*** Data extract ***

// Copyright 2026 the Tripline Authors
// SPDX-License-Identifier: Apache-2.0 OR MIT

use criterion::{
    BatchSize, BenchmarkId, Criterion, Throughput, black_box, criterion_group, criterion_main,
};
use tripline_model::GeoPoint;
use tripline_viewport::{GeoBounds, ViewportConfig, ViewportController};

fn scatter(len: usize) -> Vec<GeoPoint> {
    // Deterministic pseudo-scatter around central Paris; enough spread to
    // keep the bounds union from degenerating.
    (0..len)
        .map(|i| {
            let i = i as f64;
            GeoPoint::new(48.8 + (i * 0.37).fract() * 0.2, 2.2 + (i * 0.73).fract() * 0.3)
        })
        .collect()
}

fn bench_bounds_from_points(c: &mut Criterion) {
    let mut group = c.benchmark_group("viewport/bounds_from_points");

    // Hypothesis: the union fold is linear and stays cheap even for
    // itineraries far larger than any real trip.
    for len in [8usize, 64, 512, 4_096] {
        let points = scatter(len);
        group.throughput(Throughput::Elements(len as u64));
        group.bench_with_input(BenchmarkId::from_parameter(len), &points, |b, points| {
            b.iter(|| black_box(GeoBounds::from_points(points.iter().copied())));
        });
    }

    group.finish();
}

fn bench_retarget_and_advance(c: &mut Criterion) {
    let mut group = c.benchmark_group("viewport/retarget_and_advance");

    // One hover transition plus a 60-frame flight, the per-interaction hot
    // path of the engine.
    let points = scatter(16);
    group.bench_function("hover_flight", |b| {
        b.iter_batched(
            || {
                let mut viewport = ViewportController::new(ViewportConfig::default());
                viewport.set_overview(points.iter().copied(), 0.0);
                viewport
            },
            |mut viewport| {
                viewport.focus(points[3], points[4..7].iter().copied(), 1.0);
                let mut now = 1.0;
                while viewport.advance(now) {
                    now += 1.0 / 60.0;
                }
                black_box(viewport.region());
            },
            BatchSize::SmallInput,
        );
    });

    group.finish();
}

criterion_group!(benches, bench_bounds_from_points, bench_retarget_and_advance);
criterion_main!(benches);
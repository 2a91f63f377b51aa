// Copyright 2026 the Tripline Authors
// SPDX-License-Identifier: Apache-2.0 OR MIT

// After you edit the crate's doc comment, run this command, then check README.md for any missing links
// cargo rdme --workspace-project=tripline_nearby --heading-base-level=0

//! Tripline Nearby: derive synthetic nearby-place recommendations from a
//! focused itinerary event.
//!
//! [`derive_recommendations`] is a pure, total function from an event to a
//! small ordered sequence of [`NearbyPlace`] values. The event's category
//! selects a fixed slot table:
//!
//! - food → 3 restaurants
//! - accommodation → 3 hotels
//! - activity → 2 activities
//! - flight or transit → 1 transit stop
//! - entertainment → 2 activities
//!
//! Each slot carries a fixed name, rating, distance label, and a coordinate
//! offset in the 0.005–0.01 degree band (roughly 0.3–1 km), distinct per
//! slot. Derivation is deterministic: the same event always produces the
//! same sequence, with place ids of the form `nearby-<slot>-<event id>`.
//!
//! The places are synthetic. They stand in for a real nearby-place lookup
//! the engine deliberately does not perform; they are recomputed on every
//! focus change and never persisted or merged.
//!
//! ## Minimal example
//!
//! ```rust
//! use tripline_model::{EventCategory, GeoPoint, ItineraryEvent};
//! use tripline_nearby::{PlaceCategory, derive_recommendations};
//!
//! let event = ItineraryEvent {
//!     id: "evt-7".into(),
//!     title: "Dinner".into(),
//!     category: EventCategory::Food,
//!     time: "19:30".into(),
//!     location: "6th arrondissement".into(),
//!     description: String::new(),
//!     duration: "2 h".into(),
//!     coordinate: GeoPoint::new(48.8529, 2.3386),
//! };
//!
//! let places = derive_recommendations(&event);
//! assert_eq!(places.len(), 3);
//! assert!(places.iter().all(|p| p.category == PlaceCategory::Restaurant));
//! assert_eq!(places[0].id, "nearby-1-evt-7");
//! ```
//!
//! This crate is `no_std` and uses `alloc`.

#![no_std]

extern crate alloc;

use alloc::format;
use alloc::string::{String, ToString};

use smallvec::SmallVec;
use tripline_model::{EventCategory, GeoPoint, ItineraryEvent};

/// Category of a recommended nearby place.
///
/// Each category renders with its own marker style, so the four variants
/// here are exactly the four visual variants the map distinguishes.
#[derive(Copy, Clone, Debug, PartialEq, Eq, Hash)]
pub enum PlaceCategory {
    /// Somewhere to eat near a food stop.
    Restaurant,
    /// Alternative lodging near an accommodation stop.
    Hotel,
    /// A sight or outing near an activity or entertainment stop.
    Activity,
    /// A station or hub near a flight or transit stop.
    Transit,
}

impl PlaceCategory {
    /// Human-readable label for marker popups.
    #[must_use]
    pub const fn label(self) -> &'static str {
        match self {
            Self::Restaurant => "Restaurant",
            Self::Hotel => "Hotel",
            Self::Activity => "Activity",
            Self::Transit => "Transit",
        }
    }
}

/// A synthetic nearby point of interest derived from a focused event.
///
/// Ephemeral by design: recomputed on every focus change, never persisted,
/// never merged with a previous derivation.
#[derive(Clone, Debug, PartialEq)]
pub struct NearbyPlace {
    /// Identifier, unique per slot and per source event.
    pub id: String,
    /// Display name.
    pub name: String,
    /// Category, which also selects the marker style.
    pub category: PlaceCategory,
    /// Position: the source event's coordinate plus the slot offset.
    pub coordinate: GeoPoint,
    /// Fixed rating in `[0, 5]`.
    pub rating: f64,
    /// Fixed display distance, e.g. "0.5 km".
    pub distance_label: &'static str,
}

/// Recommendation list; never longer than the largest slot table.
pub type Recommendations = SmallVec<[NearbyPlace; 3]>;

/// One fixed recommendation slot.
///
/// Offsets stay in the 0.005–0.01 degree band per component so every derived
/// place lands within roughly a kilometer of the source event, and no two
/// slots in a table share an offset.
struct Slot {
    name: &'static str,
    category: PlaceCategory,
    rating: f64,
    distance_label: &'static str,
    dlat: f64,
    dlng: f64,
}

const RESTAURANT_SLOTS: [Slot; 3] = [
    Slot {
        name: "La Petite Bistro",
        category: PlaceCategory::Restaurant,
        rating: 4.5,
        distance_label: "0.3 km",
        dlat: 0.01,
        dlng: 0.005,
    },
    Slot {
        name: "Chez Marie",
        category: PlaceCategory::Restaurant,
        rating: 4.7,
        distance_label: "0.5 km",
        dlat: -0.005,
        dlng: 0.01,
    },
    Slot {
        name: "Le Gourmet",
        category: PlaceCategory::Restaurant,
        rating: 4.3,
        distance_label: "0.7 km",
        dlat: 0.007,
        dlng: -0.008,
    },
];

const HOTEL_SLOTS: [Slot; 3] = [
    Slot {
        name: "Grand Hotel Plaza",
        category: PlaceCategory::Hotel,
        rating: 4.6,
        distance_label: "0.4 km",
        dlat: 0.008,
        dlng: 0.006,
    },
    Slot {
        name: "Boutique Residence",
        category: PlaceCategory::Hotel,
        rating: 4.8,
        distance_label: "0.6 km",
        dlat: -0.006,
        dlng: -0.005,
    },
    Slot {
        name: "Comfort Suites",
        category: PlaceCategory::Hotel,
        rating: 4.4,
        distance_label: "0.8 km",
        dlat: 0.005,
        dlng: -0.009,
    },
];

const ACTIVITY_SLOTS: [Slot; 2] = [
    Slot {
        name: "Old Town Walking Tour",
        category: PlaceCategory::Activity,
        rating: 4.6,
        distance_label: "0.4 km",
        dlat: 0.006,
        dlng: 0.009,
    },
    Slot {
        name: "Riverside Promenade",
        category: PlaceCategory::Activity,
        rating: 4.2,
        distance_label: "0.6 km",
        dlat: -0.009,
        dlng: 0.005,
    },
];

const ENTERTAINMENT_SLOTS: [Slot; 2] = [
    Slot {
        name: "Artisan Quarter",
        category: PlaceCategory::Activity,
        rating: 4.4,
        distance_label: "0.3 km",
        dlat: 0.009,
        dlng: -0.005,
    },
    Slot {
        name: "Panorama Terrace",
        category: PlaceCategory::Activity,
        rating: 4.5,
        distance_label: "0.7 km",
        dlat: -0.008,
        dlng: -0.007,
    },
];

const TRANSIT_SLOTS: [Slot; 1] = [Slot {
    name: "Central Transit Hub",
    category: PlaceCategory::Transit,
    rating: 4.1,
    distance_label: "0.5 km",
    dlat: -0.007,
    dlng: -0.006,
}];

/// Slot table for an event category.
///
/// The dispatch is a total match over the closed category enum, so the
/// "category without a policy yields nothing" rule of the original string
/// -keyed branching is checked by the compiler instead of falling through.
const fn slots_for(category: EventCategory) -> &'static [Slot] {
    match category {
        EventCategory::Food => &RESTAURANT_SLOTS,
        EventCategory::Accommodation => &HOTEL_SLOTS,
        EventCategory::Activity => &ACTIVITY_SLOTS,
        EventCategory::Entertainment => &ENTERTAINMENT_SLOTS,
        EventCategory::Flight | EventCategory::Transit => &TRANSIT_SLOTS,
    }
}

/// Derives the ordered nearby-place recommendations for a focused event.
///
/// Pure and deterministic: two calls with the same event produce identical
/// sequences (same ids, names, coordinates, ratings, in the same order).
#[must_use]
pub fn derive_recommendations(event: &ItineraryEvent) -> Recommendations {
    slots_for(event.category)
        .iter()
        .enumerate()
        .map(|(index, slot)| NearbyPlace {
            id: format!("nearby-{}-{}", index + 1, event.id),
            name: slot.name.to_string(),
            category: slot.category,
            coordinate: event.coordinate.offset_by(slot.dlat, slot.dlng),
            rating: slot.rating,
            distance_label: slot.distance_label,
        })
        .collect()
}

***

Task directions
Pull out every line above that holds the word "total".

Exercise solution
//! [`derive_recommendations`] is a pure, total function from an event to a
/// The dispatch is a total match over the closed category enum, so the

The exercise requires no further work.